Little is known about the early life of Scottish-born artist Andrew Melrose, though available literature often notes that he was largely self-taught. He is thought to have come to America in 1856, stopping in New York before moving on to Toronto. Within ten years, Melrose, along with his wife, had relocated to the New York area. His first great success came in 1867 when he was commissioned by the Chicago and Northwestern Railroad to commemorate the extension of their line to Council Bluff, Iowa. The following year, the artist began to exhibit at the National Academy of Design, a practice he continued through 1883. During the 1870s, Melrose was represented by the Mathews Gallery in New York, where he showed large landscape work in the style of Frederic Edwin Church, notably Morning in the Andes and Jerusalem from the Mount of Olives. These paintings are infused with Melrose’s highly panoramic imagination and reveal a sophisticated understanding of recessional planes and vanishing perspective. On a visit to England prior to 1880, he established a relationship with the London chromolithography firm of Raphael Tuck & Sons who regularly distributed his prints. Extant views of the Roman Campagna as well as Damascus and Jerusalem suggest that Melrose ventured far from the English shore.

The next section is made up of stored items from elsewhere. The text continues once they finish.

//! Presetters supply default context values during group construction

use serde_json::Value;
use std::sync::Arc;

use crate::common::{Error, Result};
use crate::context::Context;
use crate::registry::{Named, Registry};
use crate::roundtrip::template::render;

/// Named supplier of context defaults
pub trait Presetter: Named + Send + Sync {
    /// Apply `args` (from the group's `presetters` entry) to the context
    fn preset(&self, args: &Value, ctx: &mut Context) -> Result<()>;
}

pub type PresetterRegistry = Registry<dyn Presetter>;

impl PresetterRegistry {
    /// Registry holding the built-in header presetters
    pub fn presetters() -> Self {
        let mut registry: Self = Registry::new("presetter");
        let builtins: [Arc<dyn Presetter>; 2] = [
            Arc::new(HeaderPresetter::new(HeaderTarget::Request)),
            Arc::new(HeaderPresetter::new(HeaderTarget::Response)),
        ];
        registry
            .register(builtins)
            .expect("built-in presetter names are distinct");
        registry
    }
}

/// Which half of the template a header presetter writes to
#[derive(Debug, Clone, Copy, PartialEq, Eq)]
pub enum HeaderTarget {
    Request,
    Response,
}

/// Default headers for outbound requests or expected responses
///
/// Args are a map of header name to value. Headers already present on the
/// template are left untouched.
#[derive(Debug)]
pub struct HeaderPresetter {
    target: HeaderTarget,
}

impl HeaderPresetter {
    pub const REQUEST: &'static str = "request-header";
    pub const RESPONSE: &'static str = "response-header";

    pub fn new(target: HeaderTarget) -> Self {
        Self { target }
    }
}

impl Named for HeaderPresetter {
    fn name(&self) -> &str {
        match self.target {
            HeaderTarget::Request => Self::REQUEST,
            HeaderTarget::Response => Self::RESPONSE,
        }
    }
}

impl Presetter for HeaderPresetter {
    fn preset(&self, args: &Value, ctx: &mut Context) -> Result<()> {
        let headers = args.as_object().ok_or_else(|| Error::Preset {
            name: self.name().to_string(),
            message: format!("expected a map of headers, got {}", args),
        })?;

        let template = &mut ctx.round_trip_template;
        let target = match self.target {
            HeaderTarget::Request => &mut template.request.headers,
            HeaderTarget::Response => &mut template.response.headers,
        };
        for (name, value) in headers {
            target
                .entry(name.clone())
                .or_insert_with(|| render(value));
        }
        Ok(())
    }
}

#[cfg(test)]
mod tests {
    use super::*;
    use serde_json::json;

    #[test]
    fn test_builtins_registered() {
        let registry = PresetterRegistry::presetters();
        assert!(registry.get(HeaderPresetter::REQUEST).is_some());
        assert!(registry.get(HeaderPresetter::RESPONSE).is_some());
        assert!(registry.get("auth").is_none());
    }

    #[test]
    fn test_request_headers_are_defaults() {
        let mut ctx = Context::default();
        ctx.round_trip_template
            .request
            .headers
            .insert("Accept".into(), "text/plain".into());

        HeaderPresetter::new(HeaderTarget::Request)
            .preset(
                &json!({"Accept": "application/json", "X-Retry": 3}),
                &mut ctx,
            )
            .unwrap();

        let headers = &ctx.round_trip_template.request.headers;
        assert_eq!(headers["Accept"], "text/plain");
        assert_eq!(headers["X-Retry"], "3");
        assert!(ctx.round_trip_template.response.headers.is_empty());
    }

    #[test]
    fn test_response_headers() {
        let mut ctx = Context::default();
        HeaderPresetter::new(HeaderTarget::Response)
            .preset(&json!({"Content-Type": "application/json"}), &mut ctx)
            .unwrap();
        assert_eq!(
            ctx.round_trip_template.response.headers["Content-Type"],
            "application/json"
        );
    }

    #[test]
    fn test_rejects_non_map_args() {
        let mut ctx = Context::default();
        let err = HeaderPresetter::new(HeaderTarget::Request)
            .preset(&json!(["Accept"]), &mut ctx)
            .unwrap_err();
        assert!(matches!(err, Error::Preset { .. }));
    }
}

At some point in 1880, Melrose made a Southern excursion to Georgia and the Carolinas and, upon his return, painted his monumental The Land of the Sky, North Carolina, which was exhibited to critical acclaim at the National Academy in 1881. Morning on the French Broad NC, (Old Blockhouse) is one of three scenes from the artist’s time in North Carolina for which there is documentation. The site is most likely Old Fort, the westernmost post of the colonial era. From Melrose’s perspective, the mountains rise to the right while the moldering fort sits on a forested hillside between which the wide expanse of the river flows. The vast sense of scale is heightened by the dim early morning glow, as well as the curvilinearity of the river’s reach, broken by a shallow cascade in the middle planar field.
During the last decade of his life, Melrose turned to book illustration, working from a studio in West New York, New Jersey. His paintings can be found in the collections of the White House, New-York Historical Society, Newark Museum of Art and the American Museum of Western Art.